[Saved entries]
===

use crate::database::rows::TableSpec;
use crate::database::{now_timestamp, AsyncDbConnection};
use anyhow::Result;
use serde_json::{Map, Value as JsonValue};
use shared_types::{CompanyListing, CreateJobRequest, Job, JobListing};
use std::collections::HashMap;
use uuid::Uuid;

use super::profiles::COMPANY_PROFILES;

pub const JOBS: TableSpec = TableSpec {
    name: "jobs",
    columns: &[
        "id",
        "company_id",
        "title",
        "description",
        "requirements",
        "location",
        "job_type",
        "sector",
        "salary_min",
        "salary_max",
        "is_active",
        "created_at",
        "updated_at",
    ],
    bool_columns: &["is_active"],
    json_columns: &[],
};

/// Publish a job. `created_at` defaults to now.
pub async fn insert_job(
    conn: AsyncDbConnection,
    request: &CreateJobRequest,
    created_at: Option<&str>,
) -> Result<Job> {
    let id = Uuid::new_v4();
    let created_at = created_at.map(str::to_string).unwrap_or_else(now_timestamp);
    let conn = conn.lock().await?;

    conn.execute(
        "INSERT INTO jobs
         (id, company_id, title, description, requirements, location, job_type, sector,
          salary_min, salary_max, is_active, created_at, updated_at)
          VALUES (?, ?, ?, ?, ?, ?, ?, ?, ?, ?, ?, ?, ?)",
        rusqlite::params![
            id.to_string(),
            request.company_id.to_string(),
            &request.title,
            &request.description,
            request.requirements.as_ref(),
            &request.location,
            request.job_type.as_str(),
            request.sector.map(|sector| sector.as_str()),
            request.salary_min,
            request.salary_max,
            request.is_active,
            &created_at,
            &created_at
        ],
    )?;

    let row = super::rows::fetch_by_id(&conn, &JOBS, &id.to_string())?
        .ok_or_else(|| anyhow::anyhow!("Job {} vanished after insert", id))?;
    Ok(serde_json::from_value(row)?)
}

pub async fn list_active_jobs(conn: AsyncDbConnection) -> Result<Vec<JobListing>> {
    let conn = conn.lock().await?;
    let sql = format!(
        "SELECT {}, c.id, c.company_name, c.logo_url
         FROM jobs j
         LEFT JOIN company_profiles c ON c.id = j.company_id
         WHERE j.is_active = 1
         ORDER BY j.created_at DESC",
        JOBS.select_list("j")
    );
    let offset = JOBS.columns.len();

    let mut stmt = conn.prepare(&sql)?;
    let rows = stmt
        .query_map([], |row| {
            let mut object = JOBS.row_to_json(row, 0)?;
            let company_id: Option<String> = row.get(offset)?;
            let company = match company_id {
                Some(_) => serde_json::json!({
                    "company_name": row.get::<_, Option<String>>(offset + 1)?,
                    "logo_url": row.get::<_, Option<String>>(offset + 2)?,
                }),
                None => JsonValue::Null,
            };
            object.insert("company_profiles".to_string(), company);
            Ok(object)
        })?
        .collect::<Result<Vec<_>, _>>()?;

    decode_rows(rows)
}

pub async fn list_named_companies(conn: AsyncDbConnection) -> Result<Vec<CompanyListing>> {
    let conn = conn.lock().await?;

    let mut jobs_by_company: HashMap<String, Vec<JsonValue>> = HashMap::new();
    {
        let mut stmt = conn.prepare("SELECT company_id, id, title, is_active FROM jobs")?;
        let jobs = stmt.query_map([], |row| {
            let company_id: String = row.get(0)?;
            let summary = serde_json::json!({
                "id": row.get::<_, String>(1)?,
                "title": row.get::<_, String>(2)?,
                "is_active": row.get::<_, Option<bool>>(3)?.unwrap_or(false),
            });
            Ok((company_id, summary))
        })?;
        for job in jobs {
            let (company_id, summary) = job?;
            jobs_by_company.entry(company_id).or_default().push(summary);
        }
    }

    let sql = format!(
        "SELECT {} FROM company_profiles c
         WHERE c.company_name IS NOT NULL
         ORDER BY c.created_at DESC",
        COMPANY_PROFILES.select_list("c")
    );
    let mut stmt = conn.prepare(&sql)?;
    let rows = stmt
        .query_map([], |row| COMPANY_PROFILES.row_to_json(row, 0))?
        .collect::<Result<Vec<_>, _>>()?;

    let rows = rows
        .into_iter()
        .map(|mut object| {
            let jobs = object
                .get("id")
                .and_then(|id| id.as_str())
                .and_then(|id| jobs_by_company.remove(id))
                .unwrap_or_default();
            object.insert("jobs".to_string(), JsonValue::Array(jobs));
            object
        })
        .collect();

    decode_rows(rows)
}

fn decode_rows<T: serde::de::DeserializeOwned>(rows: Vec<Map<String, JsonValue>>) -> Result<Vec<T>> {
    rows.into_iter()
        .map(|row| {
            serde_json::from_value(JsonValue::Object(row))
                .map_err(|e| anyhow::anyhow!("Failed to decode row: {}", e))
        })
        .collect()
}
use regex::Regex;
use std::sync::OnceLock;

use crate::error::ValidationError;

pub const MIN_PASSWORD_LEN: usize = 8;

fn email_regex() -> Option<&'static Regex> {
    static EMAIL: OnceLock<Option<Regex>> = OnceLock::new();
    EMAIL
        .get_or_init(|| Regex::new(r"^[^\s@]+@[^\s@]+\.[^\s@]+$").ok())
        .as_ref()
}

pub fn validate_email(email: &str) -> Result<(), ValidationError> {
    let email = email.trim();
    if email.is_empty() {
        return Err(ValidationError::Required { field: "email" });
    }
    if !email_regex().is_some_and(|re| re.is_match(email)) {
        return Err(ValidationError::InvalidEmail(email.to_string()));
    }
    Ok(())
}

/// Confirmation must match before length is checked.
pub fn validate_new_password(password: &str, confirmation: &str) -> Result<(), ValidationError> {
    if password != confirmation {
        return Err(ValidationError::PasswordMismatch);
    }
    if password.chars().count() < MIN_PASSWORD_LEN {
        return Err(ValidationError::PasswordTooShort {
            min: MIN_PASSWORD_LEN,
        });
    }
    Ok(())
}

pub fn require(field: &'static str, value: Option<&str>) -> Result<(), ValidationError> {
    match non_empty(value) {
        Some(_) => Ok(()),
        None => Err(ValidationError::Required { field }),
    }
}

pub fn invalid(field: &str, value: &str) -> ValidationError {
    ValidationError::InvalidValue {
        field: field.to_string(),
        value: value.to_string(),
    }
}

/// Normalize a text input: trimmed empty input is unset.
pub fn non_empty(value: Option<&str>) -> Option<String> {
    value
        .map(str::trim)
        .filter(|value| !value.is_empty())
        .map(str::to_string)
}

===

PROBLEM DETAILS:
Take every line above where "location" appears and copy it.

COMPLETED EXERCISE:
        "location",
         (id, company_id, title, description, requirements, location, job_type, sector,
            &request.location,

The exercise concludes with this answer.